Em março de 2017, o Supremo Tribunal Federal (STF) decidiu que é constitucional a cobrança da contribuição social conhecida como “Funrural” da pessoa física produtora rural. A presente decisão possui repercussão geral, ou seja, todas as instâncias do Judiciário deverão seguir essa orientação.
O Funrural tem ocupado lugar de destaque na pauta do agronegócio, sendo também objeto de grande repercussão nacional.
Na Justiça Federal, no Processo nº 5000444-45.2017.4.03.6106, em trâmite na 4ª Vara Federal de São José do Rio Preto/SP, proferida em 24 de janeiro de 2018, reconheceu-se a possibilidade de exclusão do ICMS da base de cálculo do Funrural.

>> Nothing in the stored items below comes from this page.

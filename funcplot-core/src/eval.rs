//! Expression evaluation.
//!
//! A post-order walk over [`Expr`]. Every intermediate value is finite:
//! constants are checked by the scanner, and any operation that produces a
//! NaN or an infinity from finite operands is reported instead of
//! propagated.

use funcplot_graphics::types::Scalar;

use crate::ast::{BinOp, Expr, UnaryFn};
use crate::error::{ErrorKind, InterpResult, InterpreterError};

impl Expr {
    /// Evaluate with the parameter bound to `t`.
    pub fn eval(&self, t: Scalar) -> InterpResult<Scalar> {
        match self {
            Self::Const(v) => Ok(*v),
            Self::Param => Ok(t),
            Self::Call { func, arg } => {
                let x = arg.eval(t)?;
                apply_fn(*func, x)
            }
            Self::Binary { op, lhs, rhs } => {
                let a = lhs.eval(t)?;
                let b = rhs.eval(t)?;
                apply_binary(*op, a, b)
            }
        }
    }

    /// Evaluate an expression that does not mention `T`.
    pub fn eval_const(&self) -> InterpResult<Scalar> {
        self.eval(0.0)
    }
}

fn apply_fn(func: UnaryFn, x: Scalar) -> InterpResult<Scalar> {
    let result = func.apply(x);
    if result.is_finite() {
        Ok(result)
    } else {
        Err(InterpreterError::new(
            ErrorKind::ArithmeticError,
            format!("{}({x}) is not a finite number", func.name()),
        ))
    }
}

fn apply_binary(op: BinOp, a: Scalar, b: Scalar) -> InterpResult<Scalar> {
    let result = match op {
        BinOp::Add => a + b,
        BinOp::Sub => a - b,
        BinOp::Mul => a * b,
        BinOp::Div => {
            if b == 0.0 {
                return Err(InterpreterError::new(
                    ErrorKind::DivisionByZero,
                    format!("division by zero in {a} / {b}"),
                ));
            }
            a / b
        }
        BinOp::Pow => a.powf(b),
    };
    if result.is_finite() {
        Ok(result)
    } else {
        Err(InterpreterError::new(
            ErrorKind::ArithmeticError,
            format!("{a} {} {b} is not a finite number", op.symbol()),
        ))
    }
}

// ---------------------------------------------------------------------------
// Tests
// ---------------------------------------------------------------------------
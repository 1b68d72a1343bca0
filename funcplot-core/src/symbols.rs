//! Symbol table for the plot language.
//!
//! Maps every predefined upper-case name to the token kind the scanner
//! produces for it:
//! - **Constants** `PI` and `E` carry their value
//! - **Functions** carry the [`UnaryFn`] they apply
//! - **Colors** carry their packed RGB value
//! - **Reserved words** and the parameter `T` carry nothing
//!
//! The table is fixed at compile time; programs cannot define names.

use std::f64::consts;

use funcplot_graphics::types::Color;

use crate::ast::UnaryFn;
use crate::token::TokenKind;

// ---------------------------------------------------------------------------
// Symbol entries
// ---------------------------------------------------------------------------

/// One predefined name.
#[derive(Debug, Clone, Copy, PartialEq)]
pub struct SymbolEntry {
    /// Upper-case spelling.
    pub name: &'static str,
    /// The token kind (with payload) the name scans to.
    pub kind: TokenKind,
}

const fn entry(name: &'static str, kind: TokenKind) -> SymbolEntry {
    SymbolEntry { name, kind }
}

/// Every predefined name.
pub const SYMBOLS: &[SymbolEntry] = &[
    // constants
    entry("PI", TokenKind::Const(consts::PI)),
    entry("E", TokenKind::Const(consts::E)),
    // parameter
    entry("T", TokenKind::Param),
    // functions
    entry("SIN", TokenKind::Func(UnaryFn::Sin)),
    entry("COS", TokenKind::Func(UnaryFn::Cos)),
    entry("TAN", TokenKind::Func(UnaryFn::Tan)),
    entry("SQRT", TokenKind::Func(UnaryFn::Sqrt)),
    entry("EXP", TokenKind::Func(UnaryFn::Exp)),
    entry("LN", TokenKind::Func(UnaryFn::Ln)),
    // reserved words
    entry("ORIGIN", TokenKind::Origin),
    entry("SCALE", TokenKind::Scale),
    entry("ROT", TokenKind::Rot),
    entry("STYLE", TokenKind::Style),
    entry("IS", TokenKind::Is),
    entry("FOR", TokenKind::For),
    entry("FROM", TokenKind::From),
    entry("TO", TokenKind::To),
    entry("STEP", TokenKind::Step),
    entry("DRAW", TokenKind::Draw),
    // colors
    entry("RED", TokenKind::Color(Color::RED)),
    entry("BLUE", TokenKind::Color(Color::BLUE)),
    entry("GREEN", TokenKind::Color(Color::GREEN)),
    entry("YELLOW", TokenKind::Color(Color::YELLOW)),
    entry("BLACK", TokenKind::Color(Color::BLACK)),
    entry("WHITE", TokenKind::Color(Color::WHITE)),
];

// ---------------------------------------------------------------------------
// Lookup
// ---------------------------------------------------------------------------

/// Resolve an upper-case lexeme. Returns `None` for unknown names.
#[must_use]
pub fn lookup(name: &str) -> Option<TokenKind> {
    SYMBOLS.iter().find(|e| e.name == name).map(|e| e.kind)
}

// ---------------------------------------------------------------------------
// Tests
// ---------------------------------------------------------------------------

#[cfg(test)]
mod tests {
    use super::*;
    use crate::token::TokenCategory;

    #[test]
    fn constants_carry_values() {
        assert_eq!(lookup("PI"), Some(TokenKind::Const(consts::PI)));
        assert_eq!(lookup("E"), Some(TokenKind::Const(consts::E)));
    }

    #[test]
    fn functions_and_colors() {
        assert_eq!(lookup("SQRT"), Some(TokenKind::Func(UnaryFn::Sqrt)));
        assert_eq!(lookup("LN"), Some(TokenKind::Func(UnaryFn::Ln)));
        assert_eq!(lookup("YELLOW"), Some(TokenKind::Color(Color::YELLOW)));
    }

    #[test]
    fn reserved_words() {
        for name in [
            "ORIGIN", "SCALE", "ROT", "STYLE", "IS", "FOR", "FROM", "TO", "STEP", "DRAW", "T",
        ] {
            let kind = lookup(name).unwrap_or_else(|| panic!("missing {name}"));
            assert_eq!(kind.category(), TokenCategory::ReservedWord, "{name}");
        }
    }

    #[test]
    fn lookup_is_case_sensitive_on_upper() {
        assert_eq!(lookup("pi"), None);
        assert_eq!(lookup("FOO"), None);
    }

    #[test]
    fn names_are_unique() {
        let table = SYMBOLS;
        for (i, a) in table.iter().enumerate() {
            assert!(
                table[i + 1..].iter().all(|b| b.name != a.name),
                "duplicate {}",
                a.name
            );
        }
    }
}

A contribuição ao Funrural é uma contribuição substitutiva, ou seja, ao invés de incidir sobre a folha de pagamentos, incide sobre a receita bruta da comercialização da produção. Assim, como o ICMS compõe o preço da mercadoria, o Funrural, ao incidir sobre a receita bruta advinda da venda da produção, acaba por incidir também sobre o valor referente ao ICMS incidente na operação.
O Supremo Tribunal Federal já decidiu, também com repercussão geral reconhecida (RE nº 574.706/PR, Tema nº 69), que o ICMS não deve integrar a base de cálculo da contribuição para o Programa de Integração Social (PIS) e da Contribuição para o Financiamento da Seguridade Social (COFINS). Isto porque o valor arrecadado a título de ICMS não se incorpora ao seu patrimônio, pois será entregue ao respectivo estado para pagamento do imposto.
E agora, com a mencionada decisão da Justiça Federal de São Paulo, a tese da exclusão do ICMS da base de cálculo do Funrural ganha um importante precedente judicial favorável.
A Questão em análise valeu-se do mesmo raciocínio empregado no julgamento da Exclusão do ICMS da base de cálculo do PIS e COFINS, no sentido de que “um tributo não pode compor a base de incidência de outro”.
Desta forma, com o ingresso da ação é possível à empresa ser desobrigada de incluir o ICMS na base de cálculo do Funrural”, permitindo ainda a compensação dos valores pagos a este título, devidamente corrigidos monetariamente.